## Task prompt
Nothing is to be altered. Print each record in full.

## Provided information
--------------------------------
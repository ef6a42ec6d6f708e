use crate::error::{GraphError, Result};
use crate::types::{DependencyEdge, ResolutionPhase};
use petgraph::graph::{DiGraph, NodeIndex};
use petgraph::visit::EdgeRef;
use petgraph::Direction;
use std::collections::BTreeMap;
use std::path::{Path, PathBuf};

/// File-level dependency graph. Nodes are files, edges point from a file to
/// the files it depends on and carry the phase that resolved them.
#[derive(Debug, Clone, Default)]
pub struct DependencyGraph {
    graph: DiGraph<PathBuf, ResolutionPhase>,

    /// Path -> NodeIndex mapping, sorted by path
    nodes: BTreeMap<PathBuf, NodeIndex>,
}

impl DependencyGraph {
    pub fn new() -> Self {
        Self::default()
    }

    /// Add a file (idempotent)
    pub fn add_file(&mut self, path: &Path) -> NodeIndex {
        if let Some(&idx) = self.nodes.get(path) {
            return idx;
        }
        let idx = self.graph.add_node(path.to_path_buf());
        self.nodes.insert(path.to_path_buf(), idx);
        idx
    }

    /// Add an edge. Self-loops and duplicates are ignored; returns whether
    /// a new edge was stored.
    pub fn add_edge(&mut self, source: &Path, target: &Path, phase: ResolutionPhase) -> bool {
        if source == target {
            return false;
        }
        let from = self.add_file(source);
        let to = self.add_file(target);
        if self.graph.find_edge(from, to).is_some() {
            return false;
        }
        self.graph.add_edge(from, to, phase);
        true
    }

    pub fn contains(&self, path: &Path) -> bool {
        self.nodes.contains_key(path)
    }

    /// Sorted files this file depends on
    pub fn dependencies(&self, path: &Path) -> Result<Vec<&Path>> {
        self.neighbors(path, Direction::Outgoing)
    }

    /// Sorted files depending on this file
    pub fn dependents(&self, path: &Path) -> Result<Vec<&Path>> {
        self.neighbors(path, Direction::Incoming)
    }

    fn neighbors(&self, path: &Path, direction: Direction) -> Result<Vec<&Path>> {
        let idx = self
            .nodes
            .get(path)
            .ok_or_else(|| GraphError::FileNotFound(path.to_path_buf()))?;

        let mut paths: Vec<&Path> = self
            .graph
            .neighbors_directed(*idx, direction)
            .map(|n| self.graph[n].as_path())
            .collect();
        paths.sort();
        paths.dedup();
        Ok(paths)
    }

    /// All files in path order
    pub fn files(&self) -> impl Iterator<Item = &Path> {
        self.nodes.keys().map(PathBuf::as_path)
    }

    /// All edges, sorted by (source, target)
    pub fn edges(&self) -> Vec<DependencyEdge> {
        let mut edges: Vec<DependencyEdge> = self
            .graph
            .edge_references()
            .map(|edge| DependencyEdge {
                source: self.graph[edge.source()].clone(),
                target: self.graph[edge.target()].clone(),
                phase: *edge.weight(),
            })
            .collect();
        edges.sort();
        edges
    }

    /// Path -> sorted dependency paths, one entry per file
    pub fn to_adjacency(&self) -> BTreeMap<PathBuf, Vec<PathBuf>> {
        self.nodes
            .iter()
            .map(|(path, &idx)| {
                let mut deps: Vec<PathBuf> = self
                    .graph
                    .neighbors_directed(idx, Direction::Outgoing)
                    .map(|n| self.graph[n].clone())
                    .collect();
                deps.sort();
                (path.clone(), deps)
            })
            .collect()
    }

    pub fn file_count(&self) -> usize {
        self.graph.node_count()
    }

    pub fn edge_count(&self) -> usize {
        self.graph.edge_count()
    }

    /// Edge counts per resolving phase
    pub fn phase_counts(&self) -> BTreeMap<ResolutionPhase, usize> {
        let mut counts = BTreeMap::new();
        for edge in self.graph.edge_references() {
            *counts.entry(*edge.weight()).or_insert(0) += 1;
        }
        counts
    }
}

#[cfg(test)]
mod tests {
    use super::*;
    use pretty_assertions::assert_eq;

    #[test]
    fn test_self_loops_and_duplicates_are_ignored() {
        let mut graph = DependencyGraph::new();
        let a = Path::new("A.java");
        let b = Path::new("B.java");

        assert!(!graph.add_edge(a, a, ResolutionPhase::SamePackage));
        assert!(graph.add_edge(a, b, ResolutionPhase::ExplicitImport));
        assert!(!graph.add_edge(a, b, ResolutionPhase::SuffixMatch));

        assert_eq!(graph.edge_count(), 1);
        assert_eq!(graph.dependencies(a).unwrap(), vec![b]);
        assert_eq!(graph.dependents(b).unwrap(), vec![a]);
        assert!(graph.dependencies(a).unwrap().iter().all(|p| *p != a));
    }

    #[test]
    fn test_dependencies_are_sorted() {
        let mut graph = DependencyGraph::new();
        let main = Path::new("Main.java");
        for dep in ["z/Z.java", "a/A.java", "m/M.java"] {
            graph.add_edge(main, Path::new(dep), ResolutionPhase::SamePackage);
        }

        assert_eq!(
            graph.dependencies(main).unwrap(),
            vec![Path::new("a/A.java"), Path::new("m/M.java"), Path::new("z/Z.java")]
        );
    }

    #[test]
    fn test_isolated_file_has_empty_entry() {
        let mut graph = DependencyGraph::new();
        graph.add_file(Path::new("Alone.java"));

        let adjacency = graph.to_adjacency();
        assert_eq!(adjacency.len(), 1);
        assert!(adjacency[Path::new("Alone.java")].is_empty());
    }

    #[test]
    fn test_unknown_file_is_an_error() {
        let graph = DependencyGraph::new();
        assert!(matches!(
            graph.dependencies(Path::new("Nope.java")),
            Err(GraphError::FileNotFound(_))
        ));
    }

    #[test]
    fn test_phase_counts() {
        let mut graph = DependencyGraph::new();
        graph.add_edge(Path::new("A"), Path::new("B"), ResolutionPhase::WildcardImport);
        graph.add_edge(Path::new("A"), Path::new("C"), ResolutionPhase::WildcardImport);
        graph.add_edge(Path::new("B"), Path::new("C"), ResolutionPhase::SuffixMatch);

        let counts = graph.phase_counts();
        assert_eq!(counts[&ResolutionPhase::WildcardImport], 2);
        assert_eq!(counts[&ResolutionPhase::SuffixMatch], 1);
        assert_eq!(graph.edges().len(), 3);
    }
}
--------------------------------
## Solution below
repository ef6a42ec6d6f708e
use crate::error::{GraphError, Result};
use crate::types::{DependencyEdge, ResolutionPhase};
use petgraph::graph::{DiGraph, NodeIndex};
use petgraph::visit::EdgeRef;
use petgraph::Direction;
use std::collections::BTreeMap;
use std::path::{Path, PathBuf};

/// File-level dependency graph. Nodes are files, edges point from a file to
/// the files it depends on and carry the phase that resolved them.
#[derive(Debug, Clone, Default)]
pub struct DependencyGraph {
    graph: DiGraph<PathBuf, ResolutionPhase>,

    /// Path -> NodeIndex mapping, sorted by path
    nodes: BTreeMap<PathBuf, NodeIndex>,
}

impl DependencyGraph {
    pub fn new() -> Self {
        Self::default()
    }

    /// Add a file (idempotent)
    pub fn add_file(&mut self, path: &Path) -> NodeIndex {
        if let Some(&idx) = self.nodes.get(path) {
            return idx;
        }
        let idx = self.graph.add_node(path.to_path_buf());
        self.nodes.insert(path.to_path_buf(), idx);
        idx
    }

    /// Add an edge. Self-loops and duplicates are ignored; returns whether
    /// a new edge was stored.
    pub fn add_edge(&mut self, source: &Path, target: &Path, phase: ResolutionPhase) -> bool {
        if source == target {
            return false;
        }
        let from = self.add_file(source);
        let to = self.add_file(target);
        if self.graph.find_edge(from, to).is_some() {
            return false;
        }
        self.graph.add_edge(from, to, phase);
        true
    }

    pub fn contains(&self, path: &Path) -> bool {
        self.nodes.contains_key(path)
    }

    /// Sorted files this file depends on
    pub fn dependencies(&self, path: &Path) -> Result<Vec<&Path>> {
        self.neighbors(path, Direction::Outgoing)
    }

    /// Sorted files depending on this file
    pub fn dependents(&self, path: &Path) -> Result<Vec<&Path>> {
        self.neighbors(path, Direction::Incoming)
    }

    fn neighbors(&self, path: &Path, direction: Direction) -> Result<Vec<&Path>> {
        let idx = self
            .nodes
            .get(path)
            .ok_or_else(|| GraphError::FileNotFound(path.to_path_buf()))?;

        let mut paths: Vec<&Path> = self
            .graph
            .neighbors_directed(*idx, direction)
            .map(|n| self.graph[n].as_path())
            .collect();
        paths.sort();
        paths.dedup();
        Ok(paths)
    }

    /// All files in path order
    pub fn files(&self) -> impl Iterator<Item = &Path> {
        self.nodes.keys().map(PathBuf::as_path)
    }

    /// All edges, sorted by (source, target)
    pub fn edges(&self) -> Vec<DependencyEdge> {
        let mut edges: Vec<DependencyEdge> = self
            .graph
            .edge_references()
            .map(|edge| DependencyEdge {
                source: self.graph[edge.source()].clone(),
                target: self.graph[edge.target()].clone(),
                phase: *edge.weight(),
            })
            .collect();
        edges.sort();
        edges
    }

    /// Path -> sorted dependency paths, one entry per file
    pub fn to_adjacency(&self) -> BTreeMap<PathBuf, Vec<PathBuf>> {
        self.nodes
            .iter()
            .map(|(path, &idx)| {
                let mut deps: Vec<PathBuf> = self
                    .graph
                    .neighbors_directed(idx, Direction::Outgoing)
                    .map(|n| self.graph[n].clone())
                    .collect();
                deps.sort();
                (path.clone(), deps)
            })
            .collect()
    }

    pub fn file_count(&self) -> usize {
        self.graph.node_count()
    }

    pub fn edge_count(&self) -> usize {
        self.graph.edge_count()
    }

    /// Edge counts per resolving phase
    pub fn phase_counts(&self) -> BTreeMap<ResolutionPhase, usize> {
        let mut counts = BTreeMap::new();
        for edge in self.graph.edge_references() {
            *counts.entry(*edge.weight()).or_insert(0) += 1;
        }
        counts
    }
}

#[cfg(test)]
mod tests {
    use super::*;
    use pretty_assertions::assert_eq;

    #[test]
    fn test_self_loops_and_duplicates_are_ignored() {
        let mut graph = DependencyGraph::new();
        let a = Path::new("A.java");
        let b = Path::new("B.java");

        assert!(!graph.add_edge(a, a, ResolutionPhase::SamePackage));
        assert!(graph.add_edge(a, b, ResolutionPhase::ExplicitImport));
        assert!(!graph.add_edge(a, b, ResolutionPhase::SuffixMatch));

        assert_eq!(graph.edge_count(), 1);
        assert_eq!(graph.dependencies(a).unwrap(), vec![b]);
        assert_eq!(graph.dependents(b).unwrap(), vec![a]);
        assert!(graph.dependencies(a).unwrap().iter().all(|p| *p != a));
    }

    #[test]
    fn test_dependencies_are_sorted() {
        let mut graph = DependencyGraph::new();
        let main = Path::new("Main.java");
        for dep in ["z/Z.java", "a/A.java", "m/M.java"] {
            graph.add_edge(main, Path::new(dep), ResolutionPhase::SamePackage);
        }

        assert_eq!(
            graph.dependencies(main).unwrap(),
            vec![Path::new("a/A.java"), Path::new("m/M.java"), Path::new("z/Z.java")]
        );
    }

    #[test]
    fn test_isolated_file_has_empty_entry() {
        let mut graph = DependencyGraph::new();
        graph.add_file(Path::new("Alone.java"));

        let adjacency = graph.to_adjacency();
        assert_eq!(adjacency.len(), 1);
        assert!(adjacency[Path::new("Alone.java")].is_empty());
    }

    #[test]
    fn test_unknown_file_is_an_error() {
        let graph = DependencyGraph::new();
        assert!(matches!(
            graph.dependencies(Path::new("Nope.java")),
            Err(GraphError::FileNotFound(_))
        ));
    }

    #[test]
    fn test_phase_counts() {
        let mut graph = DependencyGraph::new();
        graph.add_edge(Path::new("A"), Path::new("B"), ResolutionPhase::WildcardImport);
        graph.add_edge(Path::new("A"), Path::new("C"), ResolutionPhase::WildcardImport);
        graph.add_edge(Path::new("B"), Path::new("C"), ResolutionPhase::SuffixMatch);

        let counts = graph.phase_counts();
        assert_eq!(counts[&ResolutionPhase::WildcardImport], 2);
        assert_eq!(counts[&ResolutionPhase::SuffixMatch], 1);
        assert_eq!(graph.edges().len(), 3);
    }
}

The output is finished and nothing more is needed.